A aquella larga noche, como es habitual,
siguió un día, en el que el Carro de Helios cabalgó, según Cervantes, y en el
que procuré evitar en lo posible a Mari Angustias, por no tener que dar
explicaciones…
Así que me afredé, (sé que es un
barbarismo que proviene de friend “…allons chicos de la Patrie…” y de Freunde y
la “Oda a la Alegría” de Schiller, que se puede leer como hermané, pero en una
novola también hay que poner alguna palabra nuova), en lo posible a la nacida
amistad con Alonso para procurar evitarla, y pasar la mañana con él haciendo
planes sobre como dar perspectivas a los cursos, y seguir hablando de cine..., pero lo
mismo que una rosa es una rosa es una rosa es… una donna es una donna es una
rosa es… no pude evitar que me invitara a su cumple ni el aceptarlo con un leve
roce de labios sobre los suyos… terminadas las clases.
Mari Angustias era hija de un número de
la policía nacional, de los grises, para entendernos -y número aquí no significa que tuviera algún tipo de clase
de mando, sino el de no tenerla-, y el Régimen les había proporcionado una
especie de chabolo donde subsistir con sus familias.

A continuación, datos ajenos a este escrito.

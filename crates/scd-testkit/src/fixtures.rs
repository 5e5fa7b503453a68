use chrono::{Datelike, Duration, NaiveDate, Weekday};
use scd_reconcile::{Attributes, BusinessCalendar, Key, Snapshot, TableOptions, TableSchema};

/// `YYYY-MM-DD`. Panics on bad input; fixtures only.
pub fn date(s: &str) -> NaiveDate {
    match s.parse() {
        Ok(d) => d,
        Err(e) => panic!("bad fixture date {s:?}: {e}"),
    }
}

/// `n` days after 2025-12-01.
pub fn day(n: u32) -> NaiveDate {
    date("2025-12-01") + Duration::days(i64::from(n))
}

/// Single key column `id`, single value column `attr`.
pub fn id_attr_schema(name: &str) -> TableSchema {
    TableSchema::new(name, ["id"], ["attr"])
}

pub fn id_attr_options(name: &str) -> TableOptions {
    TableOptions::new(id_attr_schema(name))
}

/// `(id, attr)` pairs for [`id_attr_schema`].
pub fn snapshot(rows: &[(&str, &str)]) -> Snapshot {
    let rows = rows
        .iter()
        .map(|(k, v)| (Key::new([*k]), Attributes::of([*v])));
    match Snapshot::from_rows(rows) {
        Ok(s) => s,
        Err(e) => panic!("bad fixture snapshot: {e}"),
    }
}

/// The first `n` Monday to Friday dates starting at `start`.
pub fn weekday_calendar(start: NaiveDate, n: usize) -> BusinessCalendar {
    let dates: Vec<NaiveDate> = start
        .iter_days()
        .filter(|d| !matches!(d.weekday(), Weekday::Sat | Weekday::Sun))
        .take(n)
        .collect();
    match BusinessCalendar::new(dates) {
        Ok(c) => c,
        Err(e) => panic!("bad fixture calendar: {e}"),
    }
}

#[cfg(test)]
mod tests {
    use super::*;

    #[test]
    fn weekday_calendar_skips_weekends() {
        let cal = weekday_calendar(date("2025-12-05"), 3);
        assert_eq!(
            cal.dates(),
            &[date("2025-12-05"), date("2025-12-08"), date("2025-12-09")]
        );
    }

    #[test]
    fn day_offsets() {
        assert_eq!(day(0), date("2025-12-01"));
        assert_eq!(day(31), date("2026-01-01"));
    }
}
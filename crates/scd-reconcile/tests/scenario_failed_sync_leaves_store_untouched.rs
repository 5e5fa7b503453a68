//! Scenario: a store failure mid-sync rolls back every write of that call,
//! including the sync-log entry. Validation failures never start writing.

use chrono::NaiveDate;
use scd_reconcile::*;

fn d(s: &str) -> NaiveDate {
    s.parse().unwrap()
}

fn snap(rows: &[(&str, &str)]) -> Snapshot {
    Snapshot::from_rows(
        rows.iter()
            .map(|(k, v)| (Key::new([*k]), Attributes::of([*v]))),
    )
    .unwrap()
}

fn seeded() -> ScdTable<MemoryStore> {
    let mut t = ScdTable::in_memory(TableOptions::new(TableSchema::new("t", ["id"], ["v"])));
    t.sync(d("2025-03-03"), &snap(&[("A", "1"), ("B", "1")])).unwrap();
    t.sync(d("2025-03-07"), &snap(&[("A", "1"), ("B", "1")])).unwrap();
    t
}

#[test]
fn injected_failure_rolls_back_all_writes() {
    let mut t = seeded();
    let before = t.records().unwrap();
    let log_before = t.store().sync_log().unwrap();

    // A changes, B disappears, C is new: six interval writes plus the log.
    t.store_mut().fail_writes_after(2);
    let err = t
        .sync(d("2025-03-05"), &snap(&[("A", "2"), ("C", "1")]))
        .unwrap_err();
    assert_eq!(err, ScdError::Store(StoreError::Injected { after: 2 }));

    assert_eq!(t.records().unwrap(), before);
    assert_eq!(t.store().sync_log().unwrap(), log_before);
    assert!(!t.tracker().is_synced(d("2025-03-05")).unwrap());

    // Same call succeeds once the fault is cleared.
    t.store_mut().clear_fault();
    let r = t
        .sync(d("2025-03-05"), &snap(&[("A", "2"), ("C", "1")]))
        .unwrap();
    assert_eq!(r.rows_changed, 1);
    assert_eq!(r.rows_deleted, 1);
    assert_eq!(r.rows_new, 1);
    assert_eq!(r.rows_reopened, 2);
}

#[test]
fn failure_on_sync_log_write_still_rolls_back_records() {
    let mut t = seeded();
    let before = t.records().unwrap();

    // One mutation (close B) + one reopen, then the log write fails.
    let plan = t.plan(d("2025-03-05"), &snap(&[("A", "1")])).unwrap();
    assert_eq!(plan.mutations.len(), 2);
    t.store_mut().fail_writes_after(plan.mutations.len());

    let err = t.sync(d("2025-03-05"), &snap(&[("A", "1")])).unwrap_err();
    assert!(matches!(err, ScdError::Store(StoreError::Injected { .. })));
    assert_eq!(t.records().unwrap(), before);
}

#[test]
fn duplicate_keys_never_reach_the_engine() {
    let mut t = seeded();
    let batch = Batch::from_csv_str("id,v\nA,1\nA,2\n").unwrap();
    let err = t.sync_batch(d("2025-03-05"), &batch).unwrap_err();
    assert!(matches!(err, ScdError::DuplicateKey { .. }));
    assert!(!t.tracker().is_synced(d("2025-03-05")).unwrap());
}

#[test]
fn missing_columns_never_reach_the_engine() {
    let mut t = seeded();
    let batch = Batch::from_csv_str("id,other\nA,1\n").unwrap();
    let err = t.sync_batch(d("2025-03-05"), &batch).unwrap_err();
    assert!(matches!(err, ScdError::Schema(SchemaError::MissingColumns { .. })));
    assert_eq!(t.synced_dates().unwrap().len(), 2);
}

En la Meseta de Orcasitas,
al sur de Madrid, y en el Pozo del Tío Raimundo, hacia Vallecas, el movimiento
cooperativista había conseguido consolidar las edificaciones que se construían
durante la noche y fines de semana de viviendas construidas por obreros para
obreros, con materiales en su mayor parte sustraídos de la empresas donde
trabajaban. Y los del gobierno que ya no sabían muy bien por donde andaba su
futuro: si perpetuar el fascismo, la alternativa era el almirante Carrero
Blanco (tan católico como inconsciente, como se demostrará para quien siga
leyendo), si reconocer a un futuro rey, que por el momento se andaba bastante
con el culo al aire, en campamento extraño… construyeron poblados para sus
adeptos de mala calidad y poco gasto.
Estamos, pues, en el cumple de Mari
Angustias, en una vivienda bastante cutre, pero muy limpia, porque las mujeres
castellanas son de limpias que ni os cuento, aunque los hombres no tanto… en
general, jajajaja
Como los grititos de la anfitriona
cuando llegaba al orgasmo me ponían de los nervios me busqué un escudero,
¿quién mejor que Pedro Francisco, además sindicalista?
- Así que de vacaciones
- Libre como un ruiseñor…
- Y, ¿tan cantor?
- Ramón no me vaciles…
- Tu hembrita se fue de vacaciones con
sus padres y yo necesito un capote, jajajaja
- ¿Hay que llevar un regalo?
- Tal vez flores… Mi regalo eres tú,
colega. Aparte la llevaré y regalaré un abanico.
Y así nos presentamos: con flores y
abanico.
Estaban de visita en casa de mi amiga
unos parientes chilenos, primos suyos, hermanos, y de edades entrepuestas a las
nuestras.
Le debieron de hacer más gracia a Mari
Angustias la media docena de claveles rojos y blancos que le ofreció Paco que
el abanico usado que le había hurtado a mi madre, y que le ofrecí, aunque
envuelto en unos lindos oropeles que habían quedado extraviados en un rincón
del armario, porque enseguida trabó charleta con él.
- Así que de Santiago -entablé
conversación con su prima Rosa-, bien lejano…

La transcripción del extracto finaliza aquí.